1

I would like to work on a large database table. The idea was to read some rows, process them, append the result to another table, and so on. In code:

    stmt <- "SELECT * FROM input_table WHERE cond"
    rs <- DBI::dbSendQuery(con, stmt)
    while (!DBI::dbHasCompleted(rs)) {
        current_set <- DBI::dbFetch(rs, 50000)
        res <- process(current_set)
        dbWriteTable(con, "output_table", value=res, append=TRUE)
    }
    DBI::dbClearResult(rs)

However, I get the message "Closing open result set, pending rows". Is there any way to save the intermediate output?

I would like to work with sqlite and later on Postgres.

Karsten W.
  • 17,826
  • 11
  • 69
  • 103
  • 2
    Maybe just have two connection objects `con1` and `con2` rather than trying to talk to _two different backends_ throught the same connection? – Dirk Eddelbuettel Dec 10 '19 at 00:26

1 Answers1

0

Just for reference, I ended up with a solution using a LIMIT / OFFSET construct.
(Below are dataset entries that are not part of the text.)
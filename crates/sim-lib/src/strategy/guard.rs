//! Double-counting protection
//!
//! Binding state is read from the store on every check rather than cached,
//! so external writes to the store are always observed. The check and the
//! following write are not atomic.

use super::StrategyError;
use crate::models::Pod;
use crate::store::ObjectStore;
use std::sync::Arc;

pub struct ConsistencyGuard<S: ?Sized> {
    store: Arc<S>,
}

impl<S: ?Sized> Clone for ConsistencyGuard<S> {
    fn clone(&self) -> Self {
        Self {
            store: Arc::clone(&self.store),
        }
    }
}

impl<S: ObjectStore + ?Sized> ConsistencyGuard<S> {
    pub fn new(store: Arc<S>) -> Self {
        Self { store }
    }

    async fn stored(&self, pod: &Pod) -> Result<Option<Pod>, StrategyError> {
        self.store
            .get_pod(&pod.metadata.namespace, &pod.metadata.name)
            .await
            .map_err(StrategyError::StoreRead)
    }

    /// Node the stored copy of `pod` is accounted on, if any
    pub async fn bound_node(&self, pod: &Pod) -> Result<Option<String>, StrategyError> {
        Ok(self
            .stored(pod)
            .await?
            .and_then(|stored| stored.status.bound_node))
    }

    /// Fail with `AlreadyBound` if the pod is already accounted somewhere
    pub async fn ensure_unbound(&self, pod: &Pod) -> Result<(), StrategyError> {
        match self.bound_node(pod).await? {
            Some(node) => Err(StrategyError::AlreadyBound {
                pod: pod.key(),
                node,
            }),
            None => Ok(()),
        }
    }

    /// Return the stored pod and its node, or fail with `NotBound`
    pub async fn ensure_bound(&self, pod: &Pod) -> Result<(Pod, String), StrategyError> {
        let stored = self.stored(pod).await?;
        match stored {
            Some(stored) => match stored.status.bound_node.clone() {
                Some(node) => Ok((stored, node)),
                None => Err(StrategyError::NotBound { pod: pod.key() }),
            },
            None => Err(StrategyError::NotBound { pod: pod.key() }),
        }
    }
}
Not sure if it efficient, but it is fast enough for my case (700k rows).

batchsize <- 50000
stmt <- "SELECT * FROM input_table WHERE cond" 
lim <- paste("LIMIT", batchsize, ";")
finished <- FALSE
i <- 0
while (!finished) {
    curr_stmt <- paste(stmt, lim)
    current_set <- dbGetQuery(con, curr_stmt)
    res <- process(current_set)
    dbWriteTable(con, "output_table", value=res, append=TRUE)
    finished <- nrow(current_set) < batchsize
    i <- i + nrow(current_set)
    lim <- paste("LIMIT", batchsize, "OFFSET", i, ";")
}
Karsten W.
  • 17,826
  • 11
  • 69
  • 103